In a show of political muscle, the new coalition filled the grand courthouse steps outside the Department of Education's headquarters on Chambers Street with about 150 parent leaders and activists, plus elected officials. There were City Council members and state lawmakers, all of whom had something to say to the assembled media.
Brooklyn State Assemblyman Hakeem Jeffries said it's time to hold the city accountable for the low performance of its students.
"When it comes to this test score debacle I think there's only two options: a D for disaster or an F for fraudulent," he said, to applause.
The percentage of stuents proficient on their state math and reading scores fell by more than 25 points in New York City this year after the state changed its scoring system. Mayor Michael Bloomberg and Schools Chancellor Joel Klein have argued that average test scores didn't actually drop, and that more students failed because the state raised the cutoff for passing.

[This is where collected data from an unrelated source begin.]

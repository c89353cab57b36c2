use std::str::FromStr;

use axum::extract::{Path, State};
use axum::http::StatusCode;
use axum::response::{IntoResponse, Response};
use axum::Json;
use tracing::warn;

use crate::api::{state::AppState, types::*};
use crate::domain::{FeaturedSelection, Sport};

/// GET /api/picks -- scored picks for the configured default sport
pub async fn get_picks(State(state): State<AppState>) -> Response {
    let sport = state.config.odds.default_sport;
    picks_response(&state, sport).await
}

/// GET /api/picks/:sport -- scored picks for nfl/mlb/nhl/ncaaf
pub async fn get_picks_for_sport(
    State(state): State<AppState>,
    Path(sport): Path<String>,
) -> Response {
    match Sport::from_str(&sport) {
        Ok(sport) => picks_response(&state, sport).await,
        Err(e) => (StatusCode::BAD_REQUEST, e.to_string()).into_response(),
    }
}

// A failed pipeline answers 500 with an empty slate so clients always have
// a stable shape to render.
async fn picks_response(state: &AppState, sport: Sport) -> Response {
    match state.picks.picks(sport).await {
        Ok(picks) => Json(PicksResponse {
            sport: sport.as_str().to_string(),
            picks,
        })
        .into_response(),
        Err(e) => {
            warn!("pick generation failed for {}: {}", sport, e);
            (
                StatusCode::INTERNAL_SERVER_ERROR,
                Json(PicksResponse {
                    sport: sport.as_str().to_string(),
                    picks: Vec::new(),
                }),
            )
                .into_response()
        }
    }
}

/// GET /api/featured -- today's locked selection, generated once per day
pub async fn get_featured(
    State(state): State<AppState>,
) -> std::result::Result<Json<FeaturedSelection>, (StatusCode, Json<FeaturedSelection>)> {
    let sport = state.config.odds.default_sport;
    match state.picks.featured(sport).await {
        Ok(featured) => Ok(Json(featured)),
        Err(e) => {
            warn!("featured selection failed for {}: {}", sport, e);
            Err((
                StatusCode::INTERNAL_SERVER_ERROR,
                Json(FeaturedSelection::empty()),
            ))
        }
    }
}

/// GET /api/props -- player-prop picks, empty on upstream failure
pub async fn get_props(State(state): State<AppState>) -> Json<PropsResponse> {
    let sport = state.config.odds.default_sport;
    let props = match state.picks.props(sport).await {
        Ok(props) => props,
        Err(e) => {
            warn!("prop generation failed for {}: {}", sport, e);
            Vec::new()
        }
    };
    Json(PropsResponse { props })
}
use crate::error::LockboxError;
use serde::{Deserialize, Serialize};

/// Supported sports
#[derive(Debug, Clone, Copy, PartialEq, Eq, Hash, Serialize, Deserialize)]
#[serde(rename_all = "lowercase")]
pub enum Sport {
    NFL,
    MLB,
    NHL,
    NCAAF,
}

impl Sport {
    pub const ALL: [Sport; 4] = [Sport::NFL, Sport::MLB, Sport::NHL, Sport::NCAAF];

    /// Sport key used by The Odds API
    pub fn api_key(&self) -> &'static str {
        match self {
            Sport::NFL => "americanfootball_nfl",
            Sport::MLB => "baseball_mlb",
            Sport::NHL => "icehockey_nhl",
            Sport::NCAAF => "americanfootball_ncaaf",
        }
    }

    pub fn display_name(&self) -> &'static str {
        match self {
            Sport::NFL => "NFL",
            Sport::MLB => "MLB",
            Sport::NHL => "NHL",
            Sport::NCAAF => "College Football",
        }
    }

    pub fn as_str(&self) -> &'static str {
        match self {
            Sport::NFL => "nfl",
            Sport::MLB => "mlb",
            Sport::NHL => "nhl",
            Sport::NCAAF => "ncaaf",
        }
    }

    /// League path segment on the ESPN site API
    pub fn espn_path(&self) -> &'static str {
        match self {
            Sport::NFL => "football/nfl",
            Sport::MLB => "baseball/mlb",
            Sport::NHL => "hockey/nhl",
            Sport::NCAAF => "football/college-football",
        }
    }

    /// Player-prop market keys requested from the event-odds endpoint
    pub fn prop_markets(&self) -> &'static str {
        match self {
            Sport::NFL => "player_pass_tds,player_anytime_td",
            Sport::MLB => "batter_home_runs,pitcher_strikeouts",
            Sport::NHL => "player_points,player_shots_on_goal",
            Sport::NCAAF => "player_pass_tds,player_anytime_td",
        }
    }
}

impl std::str::FromStr for Sport {
    type Err = LockboxError;

    fn from_str(s: &str) -> Result<Self, Self::Err> {
        match s.trim().to_ascii_lowercase().as_str() {
            "nfl" => Ok(Sport::NFL),
            "mlb" => Ok(Sport::MLB),
            "nhl" => Ok(Sport::NHL),
            "ncaaf" => Ok(Sport::NCAAF),
            other => Err(LockboxError::UnknownSport(other.to_string())),
        }
    }
}

impl std::fmt::Display for Sport {
    fn fmt(&self, f: &mut std::fmt::Formatter<'_>) -> std::fmt::Result {
        f.write_str(self.as_str())
    }
}
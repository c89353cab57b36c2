// Stripe Checkout integration
// Creates subscription checkout sessions over the form-encoded REST API

use crate::error::{LockboxError, Result};
use reqwest::Client;
use serde::Deserialize;
use std::time::Duration;
use tracing::debug;

const STRIPE_API_BASE: &str = "https://api.stripe.com/v1";

#[derive(Debug, Deserialize)]
struct CheckoutSession {
    url: String,
}

#[derive(Debug, Deserialize)]
struct StripeErrorBody {
    error: StripeErrorDetail,
}

#[derive(Debug, Deserialize)]
struct StripeErrorDetail {
    #[serde(default)]
    message: String,
}

/// Stripe checkout client
pub struct CheckoutClient {
    client: Client,
    secret_key: String,
    price_id: String,
}

impl CheckoutClient {
    pub fn new(secret_key: &str, price_id: &str, timeout_secs: u64) -> Result<Self> {
        if secret_key.is_empty() {
            return Err(LockboxError::Payment(
                "STRIPE_SECRET_KEY not configured".to_string(),
            ));
        }

        let client = Client::builder()
            .timeout(Duration::from_secs(timeout_secs))
            .build()
            .map_err(|e| LockboxError::Internal(format!("Failed to create HTTP client: {}", e)))?;

        Ok(Self {
            client,
            secret_key: secret_key.to_string(),
            price_id: price_id.to_string(),
        })
    }

    /// Create a subscription checkout session and return its redirect URL
    pub async fn create_subscription_session(
        &self,
        success_url: &str,
        cancel_url: &str,
    ) -> Result<String> {
        let url = format!("{STRIPE_API_BASE}/checkout/sessions");
        debug!("Creating checkout session via {url}");

        let response = self
            .client
            .post(&url)
            .bearer_auth(&self.secret_key)
            .form(&[
                ("mode", "subscription"),
                ("line_items[0][price]", self.price_id.as_str()),
                ("line_items[0][quantity]", "1"),
                ("success_url", success_url),
                ("cancel_url", cancel_url),
            ])
            .send()
            .await
            .map_err(|e| LockboxError::Payment(format!("checkout request failed: {e}")))?;

        if !response.status().is_success() {
            let status = response.status().as_u16();
            let body = response.text().await.unwrap_or_default();
            return Err(LockboxError::Payment(provider_message(status, &body)));
        }

        let session: CheckoutSession = response
            .json()
            .await
            .map_err(|e| LockboxError::Payment(format!("checkout parse failed: {e}")))?;
        Ok(session.url)
    }
}

/// Pull Stripe's human-readable error message out of a failure body,
/// falling back to the raw status when the body is not Stripe-shaped
fn provider_message(status: u16, body: &str) -> String {
    match serde_json::from_str::<StripeErrorBody>(body) {
        Ok(parsed) if !parsed.error.message.is_empty() => {
            format!("checkout error {status}: {}", parsed.error.message)
        }
        _ => format!("checkout error {status}"),
    }
}
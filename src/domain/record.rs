use crate::domain::pick::FeaturedSelection;
use serde::{Deserialize, Serialize};
use uuid::Uuid;

/// Outcome of a resolved featured pick
#[derive(Debug, Clone, Copy, PartialEq, Eq, Serialize, Deserialize)]
#[serde(rename_all = "lowercase")]
pub enum PickResult {
    Win,
    Loss,
}

/// Running win/loss tally for featured moneyline locks
#[derive(Debug, Clone, Copy, Default, Serialize, Deserialize)]
pub struct Record {
    pub wins: u32,
    pub losses: u32,
}

impl Record {
    pub fn apply(&mut self, result: PickResult) {
        match result {
            PickResult::Win => self.wins += 1,
            PickResult::Loss => self.losses += 1,
        }
    }

    /// Win rate as a fraction, 0.0 before any result lands
    pub fn win_rate(&self) -> f64 {
        let total = self.wins + self.losses;
        if total == 0 {
            0.0
        } else {
            self.wins as f64 / total as f64
        }
    }
}

/// One day's featured slate held for later grading
#[derive(Debug, Clone, Serialize, Deserialize)]
#[serde(rename_all = "camelCase")]
pub struct HistoryEntry {
    pub id: Uuid,
    /// UTC date, "YYYY-MM-DD"
    pub date: String,
    pub featured: FeaturedSelection,
    pub checked: bool,
    #[serde(default, skip_serializing_if = "Option::is_none")]
    pub result: Option<PickResult>,
}
use crate::domain::{
    choose_spread_side, moneyline_confidence_enhanced, moneyline_confidence_simple, price_gap,
    prop_confidence, spread_confidence_enhanced, spread_confidence_simple, totals_confidence,
    Game, MarketKind, OutcomeQuote, Pick, PropPick, ScoringVariant, Sport, SpreadStrategy,
    TeamContext,
};
use std::collections::{BTreeMap, HashMap, HashSet};

/// Knobs the generator needs from configuration
#[derive(Debug, Clone, Copy)]
pub struct ScoringSettings {
    pub variant: ScoringVariant,
    pub spread_strategy: SpreadStrategy,
    pub spread_cap_margin: u8,
}

impl Default for ScoringSettings {
    fn default() -> Self {
        ScoringSettings {
            variant: ScoringVariant::default(),
            spread_strategy: SpreadStrategy::default(),
            spread_cap_margin: 5,
        }
    }
}

/// Score every two-sided market in the given games. Games without a
/// two-sided moneyline are skipped entirely; spread and totals picks are
/// emitted only where those markets are quoted.
pub fn generate_picks(
    sport: Sport,
    games: &[Game],
    contexts: &HashMap<String, TeamContext>,
    settings: ScoringSettings,
) -> Vec<Pick> {
    let mut picks = Vec::new();

    for game in games {
        let Some((home, away)) = game.moneyline() else {
            continue;
        };

        let p_home = home.implied_probability();
        let p_away = away.implied_probability();
        let edge = (p_home - p_away).abs();

        // higher implied probability wins the moneyline pick, home on ties
        let ml_side = if p_home >= p_away { home } else { away };
        let opponent = if ml_side.name == game.home_team {
            &game.away_team
        } else {
            &game.home_team
        };

        let ml_confidence = match settings.variant {
            ScoringVariant::Simple => moneyline_confidence_simple(edge),
            ScoringVariant::Enhanced => {
                let pick_ctx = contexts.get(&ml_side.name).copied().unwrap_or_default();
                let opp_ctx = contexts.get(opponent).copied().unwrap_or_default();
                moneyline_confidence_enhanced(edge, pick_ctx, opp_ctx)
            }
        };

        picks.push(build_pick(
            sport,
            game,
            MarketKind::Moneyline,
            ml_side,
            ml_confidence,
        ));

        if let Some((home_spread, away_spread)) = game.spreads() {
            let (favorite, underdog) = if ml_side.name == game.home_team {
                (home_spread, away_spread)
            } else {
                (away_spread, home_spread)
            };
            let (side, opposite) =
                choose_spread_side(favorite, underdog, settings.spread_strategy);

            let confidence = match settings.variant {
                ScoringVariant::Simple => spread_confidence_simple(edge),
                ScoringVariant::Enhanced => spread_confidence_enhanced(
                    edge,
                    price_gap(side.price, opposite.price),
                    side.point.unwrap_or(0.0).abs(),
                    ml_confidence,
                    settings.spread_cap_margin,
                ),
            };

            picks.push(build_pick(sport, game, MarketKind::Spread, side, confidence));
        }

        if let Some((over, under)) = game.totals() {
            let p_over = over.implied_probability();
            let p_under = under.implied_probability();
            let side = if p_over >= p_under { over } else { under };

            picks.push(build_pick(
                sport,
                game,
                MarketKind::Total,
                side,
                totals_confidence(p_over, p_under),
            ));
        }
    }

    picks
}

fn build_pick(
    sport: Sport,
    game: &Game,
    market: MarketKind,
    side: &OutcomeQuote,
    confidence: u8,
) -> Pick {
    Pick {
        market,
        sport,
        game: game.matchup(),
        home_team: game.home_team.clone(),
        away_team: game.away_team.clone(),
        pick: side.name.clone(),
        confidence,
        price: side.price,
        point: side.point,
        implied_probability: side.implied_probability(),
        commence_time: game.commence_time,
    }
}

/// Score player prop markets across event-odds responses. Each player
/// needs a two-sided Over/Under quote; the first book quoting a player
/// in a market wins, later duplicates are dropped.
pub fn generate_prop_picks(events: &[Game]) -> Vec<PropPick> {
    let mut props = Vec::new();

    for event in events {
        let label = event.matchup();
        let mut seen: HashSet<(String, String)> = HashSet::new();

        for bookmaker in &event.bookmakers {
            for market in &bookmaker.markets {
                if !market.is_player_prop() {
                    continue;
                }

                let mut sides: BTreeMap<&str, (Option<&OutcomeQuote>, Option<&OutcomeQuote>)> =
                    BTreeMap::new();
                for outcome in &market.outcomes {
                    let Some(player) = outcome.description.as_deref() else {
                        continue;
                    };
                    let slot = sides.entry(player).or_default();
                    match outcome.name.as_str() {
                        "Over" => slot.0 = Some(outcome),
                        "Under" => slot.1 = Some(outcome),
                        _ => {}
                    }
                }

                for (player, (over, under)) in sides {
                    let (Some(over), Some(under)) = (over, under) else {
                        continue;
                    };
                    if !seen.insert((market.key.clone(), player.to_string())) {
                        continue;
                    }

                    let gap = over.implied_probability() - under.implied_probability();
                    let side = if gap >= 0.0 { over } else { under };
                    let pick = match side.point {
                        Some(point) => format!("{} {}", side.name, point),
                        None => side.name.clone(),
                    };

                    props.push(PropPick {
                        game: label.clone(),
                        player: player.to_string(),
                        market: market.key.clone(),
                        pick,
                        price: side.price,
                        point: side.point,
                        confidence: prop_confidence(gap),
                    });
                }
            }
        }
    }

    props
}

#[cfg(test)]
mod tests {
    use super::*;
    use crate::domain::{BookmakerQuote, MarketQuote};
    use chrono::Utc;

    fn outcome(name: &str, price: f64, point: Option<f64>) -> OutcomeQuote {
        OutcomeQuote {
            name: name.to_string(),
            price,
            point,
            description: None,
        }
    }

    fn prop_outcome(name: &str, player: &str, price: f64, point: f64) -> OutcomeQuote {
        OutcomeQuote {
            name: name.to_string(),
            price,
            point: Some(point),
            description: Some(player.to_string()),
        }
    }

    fn bears_packers() -> Game {
        Game {
            id: "g1".to_string(),
            sport_key: "americanfootball_nfl".to_string(),
            commence_time: Utc::now(),
            home_team: "Chicago Bears".to_string(),
            away_team: "Green Bay Packers".to_string(),
            completed: false,
            bookmakers: vec![BookmakerQuote {
                key: "draftkings".to_string(),
                title: "DraftKings".to_string(),
                markets: vec![
                    MarketQuote {
                        key: "h2h".to_string(),
                        outcomes: vec![
                            outcome("Chicago Bears", -150.0, None),
                            outcome("Green Bay Packers", 130.0, None),
                        ],
                    },
                    MarketQuote {
                        key: "spreads".to_string(),
                        outcomes: vec![
                            outcome("Chicago Bears", -110.0, Some(-3.5)),
                            outcome("Green Bay Packers", -110.0, Some(3.5)),
                        ],
                    },
                    MarketQuote {
                        key: "totals".to_string(),
                        outcomes: vec![
                            outcome("Over", -115.0, Some(44.5)),
                            outcome("Under", -105.0, Some(44.5)),
                        ],
                    },
                ],
            }],
            scores: None,
        }
    }

    fn simple_settings() -> ScoringSettings {
        ScoringSettings {
            variant: ScoringVariant::Simple,
            spread_strategy: SpreadStrategy::Aligned,
            spread_cap_margin: 5,
        }
    }

    #[test]
    fn full_slate_from_one_game() {
        let games = vec![bears_packers()];
        let picks = generate_picks(Sport::NFL, &games, &HashMap::new(), simple_settings());
        assert_eq!(picks.len(), 3);

        let ml = picks.iter().find(|p| p.market == MarketKind::Moneyline).unwrap();
        assert_eq!(ml.pick, "Chicago Bears");
        assert_eq!(ml.confidence, 67);
        assert!((ml.implied_probability - 0.6).abs() < 1e-9);

        let spread = picks.iter().find(|p| p.market == MarketKind::Spread).unwrap();
        assert_eq!(spread.pick, "Chicago Bears");
        assert_eq!(spread.point, Some(-3.5));

        let total = picks.iter().find(|p| p.market == MarketKind::Total).unwrap();
        assert_eq!(total.pick, "Over");
        assert_eq!(total.point, Some(44.5));
    }

    #[test]
    fn game_without_two_sided_moneyline_is_skipped() {
        let mut game = bears_packers();
        game.bookmakers[0].markets[0].outcomes.pop();
        let picks = generate_picks(Sport::NFL, &[game], &HashMap::new(), simple_settings());
        assert!(picks.is_empty());
    }

    #[test]
    fn no_games_means_no_picks() {
        let picks = generate_picks(Sport::NFL, &[], &HashMap::new(), simple_settings());
        assert!(picks.is_empty());
        assert!(generate_prop_picks(&[]).is_empty());
    }

    #[test]
    fn enhanced_variant_uses_team_context() {
        let games = vec![bears_packers()];
        let mut contexts = HashMap::new();
        contexts.insert(
            "Chicago Bears".to_string(),
            TeamContext {
                win_pct: 0.9,
                injuries: 0,
            },
        );
        contexts.insert(
            "Green Bay Packers".to_string(),
            TeamContext {
                win_pct: 0.2,
                injuries: 0,
            },
        );

        let mut settings = simple_settings();
        settings.variant = ScoringVariant::Enhanced;
        let boosted = generate_picks(Sport::NFL, &games, &contexts, settings);
        let neutral = generate_picks(Sport::NFL, &games, &HashMap::new(), settings);

        let conf = |picks: &[Pick]| {
            picks
                .iter()
                .find(|p| p.market == MarketKind::Moneyline)
                .unwrap()
                .confidence
        };
        assert!(conf(&boosted) > conf(&neutral));
    }

    #[test]
    fn enhanced_spread_sits_below_moneyline() {
        let games = vec![bears_packers()];
        let mut settings = simple_settings();
        settings.variant = ScoringVariant::Enhanced;
        let picks = generate_picks(Sport::NFL, &games, &HashMap::new(), settings);

        let ml = picks.iter().find(|p| p.market == MarketKind::Moneyline).unwrap();
        let spread = picks.iter().find(|p| p.market == MarketKind::Spread).unwrap();
        assert!(spread.confidence <= ml.confidence.saturating_sub(5));
    }

    #[test]
    fn props_pair_over_and_under_per_player() {
        let mut event = bears_packers();
        event.bookmakers[0].markets = vec![MarketQuote {
            key: "player_pass_tds".to_string(),
            outcomes: vec![
                prop_outcome("Over", "Caleb Williams", -140.0, 1.5),
                prop_outcome("Under", "Caleb Williams", 110.0, 1.5),
                // one-sided quote is dropped
                prop_outcome("Over", "Jordan Love", -120.0, 1.5),
            ],
        }];

        let props = generate_prop_picks(&[event]);
        assert_eq!(props.len(), 1);
        assert_eq!(props[0].player, "Caleb Williams");
        assert_eq!(props[0].pick, "Over 1.5");
        assert_eq!(props[0].market, "player_pass_tds");
        assert!(props[0].confidence >= 50);
    }

    #[test]
    fn duplicate_player_quotes_keep_first_book() {
        let mut event = bears_packers();
        let market = MarketQuote {
            key: "player_pass_tds".to_string(),
            outcomes: vec![
                prop_outcome("Over", "Caleb Williams", -140.0, 1.5),
                prop_outcome("Under", "Caleb Williams", 110.0, 1.5),
            ],
        };
        event.bookmakers[0].markets = vec![market.clone()];
        event.bookmakers.push(BookmakerQuote {
            key: "fanduel".to_string(),
            title: "FanDuel".to_string(),
            markets: vec![market],
        });

        let props = generate_prop_picks(&[event]);
        assert_eq!(props.len(), 1);
    }
}
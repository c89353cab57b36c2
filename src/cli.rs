use clap::{Parser, Subcommand};

#[derive(Parser)]
#[command(name = "lockbox")]
#[command(author = "LockBox Team")]
#[command(version = "0.2.0")]
#[command(about = "Sports betting picks backend", long_about = None)]
pub struct Cli {
    #[command(subcommand)]
    pub command: Option<Commands>,

    /// Config directory (reads default.toml plus the LOCKBOX_ENV overlay)
    #[arg(short, long, default_value = "config")]
    pub config_dir: String,
}

#[derive(Subcommand)]
pub enum Commands {
    /// Run the API server
    Serve {
        /// Listen port (overrides configuration)
        #[arg(short, long)]
        port: Option<u16>,
    },
    /// Print scored picks for a sport
    Picks {
        /// Sport key: nfl, mlb, nhl, ncaaf
        #[arg(short, long, default_value = "nfl")]
        sport: String,
    },
    /// Print today's featured selection, locking it if new
    Featured,
    /// Print the cumulative graded record
    Record,
    /// Grade pending featured locks against recent finals
    RefreshResults,
}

But the education groups rallying today said that showed how many more students are now in need of extra support. They noted that there are almost 110,000 more students who aren't meeting the standards for English Language Arts this year than last year.
Kim Sweet of the group Advocates for Children says the city should focus on providing more help for these pupils. "Holding them back in the same schools they just came from doesn't do the job. They need intensive, academic targeted support to succeed," she stated.
The Department of Education says it's already doing that. It's encouraged principals to identify and develop personalized learning plans for students, particularly those in the lowest third and for those who struggled to meet the new standards on state exams. Schools can use their extra 37.5 minute period of instruction before or after the day begins for academic interventions or professional development for teachers.
But a city Department of Education spokeswoman says the agency will continue using test scores to hold its schools and principals accountable. "Delaying necessary reform, even for one year, will only hurt our kids and take us backwards," said communications director Natalie Ravitz.
Meanwhile, the state Senate and the City Council are vowing to hold hearings in the coming weeks on this year's state exams and the resulting fallout.